Não é difícil reconhecer, nesse arquivo em PDF e em outras exposições, os padrões da “caça às bruxas” que, durante centenas de anos, matou mulheres na Europa, Estados Unidos e até mesmo no Brasil. Essa caça está acontecendo no nosso país e nos Estados Unidos, na Suécia e na Índia, no Reino Unido e na Argentina, com poucas diferenças. Temos, novamente, um grupo pequeno e poderoso de homens perseguindo mulheres. Temos, novamente, as instituições trabalhando a favor desse pequeno grupo e contra elas. Temos, novamente, um verniz de boas intenções cobrindo a torpeza dessa perseguição. 

Na nova caça às bruxas, somos também perseguidas, linchadas, processadas e presas. Somos agredidas física e psicologicamente e, em alguns casos, até mesmo mortas, como no caso do senhor David Warfield, que usa o nome “Dana Rivers”” e assassinou um casal de lésbicas e o filho delas – aliás, é sintomático que após o triplo assassinato ele tenha ateado fogo à casa onde a família residia – mulheres na fogueira. O objetivo de quem elabora listas como essas é jogar mulheres na fogueira pública para que se amedrontem e para estimular e legitimar a agressão a elas, física ou psicológica. De minha parte, reafirmo que continuarei a lutar.

Quando essa caça terminará?

Quando aceitarmos, de uma vez por todas, que as mulheres estão certas quando insistem que são seres humanos e não sentimentos, “gêneros”, estereótipos. 

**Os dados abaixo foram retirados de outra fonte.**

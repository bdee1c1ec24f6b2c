use std::collections::VecDeque;
use std::time::{Duration, Instant};

use ratatui::Frame;
use ratatui::layout::Rect;
use ratatui::style::{Modifier, Style};
use ratatui::text::{Line, Span};
use ratatui::widgets::{Block, BorderType, Borders, Clear, Paragraph};

use crate::Theme;
use crate::ui::{Component, truncate};

const MAX_HISTORY: usize = 10;

#[derive(Debug, Clone, Copy, PartialEq, Eq, Hash)]
pub struct CommandId(u64);

#[derive(Debug)]
struct Running {
    id: CommandId,
    name: String,
    started_at: Instant,
}

#[derive(Debug)]
struct Finished {
    name: String,
    success: bool,
    took: Duration,
}

/// Commands spawned by the App: the ones still running and the last few
/// that finished.
#[derive(Default)]
pub struct CommandTracker {
    running: Vec<Running>,
    history: VecDeque<Finished>,
    next_id: u64,
    expanded: bool,
}

impl CommandTracker {
    pub fn new() -> Self {
        Self::default()
    }

    pub fn start(&mut self, name: String) -> CommandId {
        let id = CommandId(self.next_id);
        self.next_id += 1;
        self.running.push(Running {
            id,
            name,
            started_at: Instant::now(),
        });
        id
    }

    /// Move a command into the history. Unknown ids are ignored.
    pub fn complete(&mut self, id: CommandId, success: bool) {
        let Some(pos) = self.running.iter().position(|c| c.id == id) else {
            return;
        };
        let cmd = self.running.remove(pos);
        self.history.push_front(Finished {
            name: cmd.name,
            success,
            took: cmd.started_at.elapsed(),
        });
        self.history.truncate(MAX_HISTORY);
    }

    pub fn running_names(&self) -> Vec<String> {
        self.running.iter().map(|c| c.name.clone()).collect()
    }

    pub const fn toggle_expanded(&mut self) {
        self.expanded = !self.expanded;
    }
}

fn format_duration(d: Duration) -> String {
    if d.as_secs() >= 60 {
        format!("{}m{:02}s", d.as_secs() / 60, d.as_secs() % 60)
    } else {
        format!("{:.1}s", d.as_secs_f64())
    }
}

impl Component for CommandTracker {
    type Output = ();

    /// Panel in the bottom right corner, drawn only while expanded.
    fn render(&mut self, frame: &mut Frame, area: Rect, theme: &Theme) {
        if !self.expanded {
            return;
        }

        let width = 60u16.min(area.width.saturating_sub(4));
        let name_width = usize::from(width.saturating_sub(14));
        let mut lines = Vec::new();

        for cmd in &self.running {
            lines.push(Line::from(vec![
                Span::styled("  ⟳ ", Style::default().fg(theme.yellow())),
                Span::styled(
                    format!("{:<name_width$}", truncate(&cmd.name, name_width)),
                    Style::default().fg(theme.text()),
                ),
                Span::styled(
                    format!("{:>7}", format_duration(cmd.started_at.elapsed())),
                    Style::default().fg(theme.overlay1()),
                ),
            ]));
        }
        for cmd in &self.history {
            let (icon, color) = if cmd.success {
                ("  ✓ ", theme.success())
            } else {
                ("  ✗ ", theme.error())
            };
            lines.push(Line::from(vec![
                Span::styled(icon, Style::default().fg(color)),
                Span::styled(
                    format!("{:<name_width$}", truncate(&cmd.name, name_width)),
                    Style::default().fg(theme.subtext0()),
                ),
                Span::styled(
                    format!("{:>7}", format_duration(cmd.took)),
                    Style::default().fg(theme.overlay0()).add_modifier(Modifier::DIM),
                ),
            ]));
        }
        if lines.is_empty() {
            lines.push(Line::from(Span::styled(
                "  No commands yet",
                Style::default().fg(theme.overlay0()),
            )));
        }

        let height = u16::try_from(lines.len() + 2)
            .unwrap_or(u16::MAX)
            .min(area.height);
        let panel = Rect::new(
            area.right().saturating_sub(width + 2),
            area.bottom().saturating_sub(height),
            width,
            height,
        );
        frame.render_widget(Clear, panel);

        let title = format!(
            " Commands ({} running, {} recent) ",
            self.running.len(),
            self.history.len()
        );
        let block = Block::default()
            .title(title)
            .title_style(Style::default().fg(theme.mauve()).add_modifier(Modifier::BOLD))
            .borders(Borders::ALL)
            .border_type(BorderType::Rounded)
            .border_style(Style::default().fg(theme.surface2()))
            .style(Style::default().bg(theme.mantle()));
        frame.render_widget(Paragraph::new(lines).block(block), panel);
    }
}

#[cfg(test)]
mod tests {
    use pretty_assertions::assert_eq;

    use super::*;

    #[test]
    fn completed_commands_move_to_history() {
        let mut tracker = CommandTracker::new();
        let first = tracker.start("Loading roles (page 1)".to_string());
        let second = tracker.start("Deleting role admin".to_string());
        assert_eq!(tracker.running_names().len(), 2);

        tracker.complete(first, true);
        tracker.complete(first, true);
        assert_eq!(tracker.running_names(), vec!["Deleting role admin"]);

        tracker.complete(second, false);
        assert!(tracker.running_names().is_empty());
        assert_eq!(tracker.history.len(), 2);
        assert!(!tracker.history[0].success);
    }

    #[test]
    fn history_is_bounded() {
        let mut tracker = CommandTracker::new();
        for i in 0..15 {
            let id = tracker.start(format!("cmd {i}"));
            tracker.complete(id, true);
        }
        assert_eq!(tracker.history.len(), MAX_HISTORY);
        assert_eq!(tracker.history[0].name, "cmd 14");
    }

    #[test]
    fn durations_are_compact() {
        assert_eq!(format_duration(Duration::from_millis(1500)), "1.5s");
        assert_eq!(format_duration(Duration::from_secs(75)), "1m15s");
    }
}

Quando aceitarmos que não há conciliação possível entre preservar o sexo como critério definidor do que são homens e mulheres, meninos e meninas, com o discurso “trans”. Ou somos seres humanos, ou meros sentimentos. Ou a diferença sexual da nossa espécie é real, ou “trans” é que é real. 

E, uma vez que aceitemos isso, conscientizemos outras pessoas e também autoridades para que escolham o lado das mulheres e não dos inquisidores. Como diz a escritora Helen Joyce, “we just have to win” – nós simplesmente precisamos ganhar.